Return every line of the data below that includes the string "surveillance".

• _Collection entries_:
-----

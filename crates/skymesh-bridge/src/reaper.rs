//! Stale track eviction.
//!
//! Sweeps the track store on a fixed interval and drops aircraft that have
//! sent nothing for longer than the configured threshold.

use crate::metrics::BridgeMetrics;
use crate::shutdown::sleep_or_cancel;
use crate::store::TrackStore;
use crate::supervisor::Supervised;
use async_trait::async_trait;
use std::sync::Arc;
use std::time::{Duration, Instant};
use tokio_util::sync::CancellationToken;
use tracing::debug;

/// Periodically evicts tracks that have gone silent.
pub struct Reaper {
    store: Arc<TrackStore>,
    interval: Duration,
    stale_after: Duration,
    metrics: Arc<BridgeMetrics>,
}

impl Reaper {
    pub fn new(store: Arc<TrackStore>, interval: Duration, stale_after: Duration, metrics: Arc<BridgeMetrics>) -> Self {
        Self {
            store,
            interval,
            stale_after,
            metrics,
        }
    }

    /// One eviction pass. Returns the number of tracks removed.
    pub fn sweep(&self, now: Instant) -> usize {
        let removed = self.store.evict_stale(now, self.stale_after);
        let remaining = self.store.len();
        self.metrics.record_evicted(removed, remaining);
        if removed > 0 {
            debug!(removed, remaining, "Evicted stale tracks");
        }
        removed
    }

    pub async fn run_until(&self, shutdown: &CancellationToken) {
        while sleep_or_cancel(self.interval, shutdown).await {
            self.sweep(Instant::now());
        }
        debug!("Reaper stopped");
    }
}

#[async_trait]
impl Supervised for Reaper {
    fn name(&self) -> &'static str {
        "reaper"
    }

    async fn run(self: Arc<Self>, shutdown: CancellationToken) {
        self.run_until(&shutdown).await;
    }
}
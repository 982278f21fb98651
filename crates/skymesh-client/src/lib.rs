//! # skymesh-client
//!
//! Network clients for the two endpoints of the bridge:
//!
//! - **Feed**: a TCP line reader for the BaseStation (SBS-1) surveillance stream
//! - **Mesh**: a TCP link to a mesh radio node that sends text on a logical channel
//!
//! Both share the reconnect policy in [`client`] (exponential backoff with a cap
//! and random jitter) and the connection status/metrics in [`state`]. Neither
//! client reconnects on its own: the caller owns the retry loop so that every
//! wait can observe shutdown.
//!
//! ## Example
//!
//! ```rust,no_run
//! use skymesh_client::feed::{FeedClientConfig, SbsFeedClient};
//!
//! #[tokio::main]
//! async fn main() -> anyhow::Result<()> {
//!     let mut config = FeedClientConfig::default();
//!     config.base.server_addr = "127.0.0.1:30003".to_string();
//!
//!     let client = SbsFeedClient::new(config);
//!     let mut conn = client.connect().await?;
//!     while let Some(line) = conn.next_line().await? {
//!         println!("{}", line);
//!     }
//!     Ok(())
//! }
//! ```

pub mod client;
pub mod codec;
pub mod feed;
pub mod mesh;
pub mod proto;
pub mod state;

// Re-export commonly used types
pub use client::{calculate_backoff, is_transient, Backoff, ClientConfig, ReconnectConfig};
pub use feed::{FeedClientConfig, FeedConnection, SbsFeedClient};
pub use mesh::{MeshConnector, MeshLink, MeshLinkConfig, TcpMeshConnector};
pub use state::{ConnectionMetrics, ConnectionState, ConnectionStatus, MetricsSnapshot};
//! Feed ingestion pipeline.
//!
//! Keeps a connection to the surveillance feed, merges every record into the
//! track store and dispatches announcements for tracks that clear admission.
//! Store locks are released before any network I/O.

use crate::admission::AdmissionLimits;
use crate::metrics::BridgeMetrics;
use crate::output::OutputChannel;
use crate::shutdown::sleep_or_cancel;
use crate::store::{Track, TrackStore};
use crate::supervisor::Supervised;
use anyhow::Result;
use async_trait::async_trait;
use skymesh_client::{is_transient, Backoff, FeedConnection, ReconnectConfig, SbsFeedClient};
use skymesh_core::types::Position;
use skymesh_core::{format, registry, BridgeConfig};
use skymesh_sbs::parse_line;
use std::sync::Arc;
use std::time::Instant;
use tokio_util::sync::CancellationToken;
use tracing::{debug, error, info, trace, warn};

/// Dispatch parameters taken from the configuration at startup
#[derive(Debug, Clone)]
pub struct DispatchSettings {
    pub channel_index: u32,
    pub limits: AdmissionLimits,
    /// Reference point for the distance annotation
    pub station: Option<Position>,
}

impl DispatchSettings {
    pub fn from_config(config: &BridgeConfig) -> Self {
        Self {
            channel_index: config.mesh.channel_index,
            limits: AdmissionLimits::from(&config.limits),
            station: config.station_position(),
        }
    }
}

/// What happened to one feed line
#[derive(Debug, Clone, PartialEq, Eq)]
pub enum LineOutcome {
    /// Not an aircraft message
    Ignored,
    /// An aircraft message too malformed to attribute
    Malformed,
    /// Merged; no announcement attempted
    Merged,
    /// Merged, but admission refused the announcement
    Rejected,
    /// Announcement admitted and handed to the output channel
    Dispatched { delivered: bool },
}

/// How a streaming session ended
enum SessionEnd {
    Shutdown,
    Closed,
}

pub struct FeedPipeline {
    client: SbsFeedClient,
    store: Arc<TrackStore>,
    output: Arc<OutputChannel>,
    settings: DispatchSettings,
    reconnect: ReconnectConfig,
    metrics: Arc<BridgeMetrics>,
}

impl FeedPipeline {
    pub fn new(
        client: SbsFeedClient,
        store: Arc<TrackStore>,
        output: Arc<OutputChannel>,
        settings: DispatchSettings,
        reconnect: ReconnectConfig,
        metrics: Arc<BridgeMetrics>,
    ) -> Self {
        Self {
            client,
            store,
            output,
            settings,
            reconnect,
            metrics,
        }
    }

    /// Connect, stream, back off, repeat, until shutdown.
    pub async fn run_until(&self, shutdown: &CancellationToken) {
        let mut backoff = Backoff::new(self.reconnect.clone());

        while !shutdown.is_cancelled() {
            let attempt = tokio::select! {
                _ = shutdown.cancelled() => break,
                result = self.client.connect() => result,
            };

            match attempt {
                Ok(mut conn) => {
                    backoff.reset();
                    self.publish_status();
                    let end = self.stream(&mut conn, shutdown).await;
                    self.publish_status();
                    match end {
                        Ok(SessionEnd::Shutdown) => break,
                        Ok(SessionEnd::Closed) => warn!(endpoint = %self.client.endpoint(), "Feed closed by peer"),
                        Err(e) => error!(
                            endpoint = %self.client.endpoint(),
                            error = %e,
                            transient = is_transient(&e),
                            "Feed connection lost"
                        ),
                    }
                }
                Err(e) => {
                    self.publish_status();
                    error!(
                        endpoint = %self.client.endpoint(),
                        error = %e,
                        transient = is_transient(&e),
                        failed_attempts = self.client.status().metrics().failed_attempts(),
                        "Feed connection failed"
                    );
                }
            }

            let delay = backoff.next_delay();
            info!(delay_ms = delay.as_millis() as u64, "Reconnecting to feed");
            self.metrics.record_reconnect("feed");
            if !sleep_or_cancel(delay, shutdown).await {
                break;
            }
        }

        debug!("Feed pipeline stopped");
    }

    async fn stream(&self, conn: &mut FeedConnection, shutdown: &CancellationToken) -> Result<SessionEnd> {
        loop {
            let line = tokio::select! {
                _ = shutdown.cancelled() => return Ok(SessionEnd::Shutdown),
                line = conn.next_line() => line?,
            };

            match line {
                Some(line) => {
                    self.handle_line(&line, Instant::now()).await;
                }
                None => return Ok(SessionEnd::Closed),
            }
        }
    }

    /// Parses one feed line, merges it and dispatches if warranted.
    pub async fn handle_line(&self, line: &str, now: Instant) -> LineOutcome {
        self.metrics.record_line();

        let message = match parse_line(line) {
            Ok(Some(message)) => message,
            Ok(None) => return LineOutcome::Ignored,
            Err(e) => {
                debug!(error = %e, "Skipping malformed record");
                self.metrics.record_malformed();
                return LineOutcome::Malformed;
            }
        };

        let (_, announce) = self.store.upsert(message.icao, &message.update, now);
        if !announce {
            return LineOutcome::Merged;
        }

        let reservation = match self.store.reserve(message.icao, now, &self.settings.limits) {
            Ok(reservation) => reservation,
            Err(reason) => {
                trace!(icao = %message.icao, %reason, "Announcement not admitted");
                self.metrics.record_rejected(reason);
                return LineOutcome::Rejected;
            }
        };
        self.metrics.record_admitted();

        let delivered = self.dispatch(reservation.track()).await;
        reservation.complete(delivered);
        LineOutcome::Dispatched { delivered }
    }

    fn publish_status(&self) {
        self.metrics.record_connection("feed", &self.client.status());
    }

    /// Formats and sends the announcement for an admitted track.
    async fn dispatch(&self, track: &Track) -> bool {
        let (Some(position), Some(altitude_ft)) = (track.position, track.altitude_ft) else {
            return false;
        };

        let registration = registry::lookup_address(track.icao);
        let text = format::announcement(
            &track.display_ident(),
            altitude_ft,
            position,
            registration,
            self.settings.station,
        );

        let started = Instant::now();
        let delivered = self.output.send(self.settings.channel_index, &text).await;
        self.metrics.record_send(delivered, started.elapsed());

        if delivered {
            info!(icao = %track.icao, channel = self.settings.channel_index, "Sent: {}", text);
        } else {
            error!(icao = %track.icao, "Announcement not delivered");
        }
        delivered
    }
}

#[async_trait]
impl Supervised for FeedPipeline {
    fn name(&self) -> &'static str {
        "feed"
    }

    async fn run(self: Arc<Self>, shutdown: CancellationToken) {
        self.run_until(&shutdown).await;
    }
}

-----

• _OUTPUT_:
//! - **Feed**: a TCP line reader for the BaseStation (SBS-1) surveillance stream
//! Keeps a connection to the surveillance feed, merges every record into the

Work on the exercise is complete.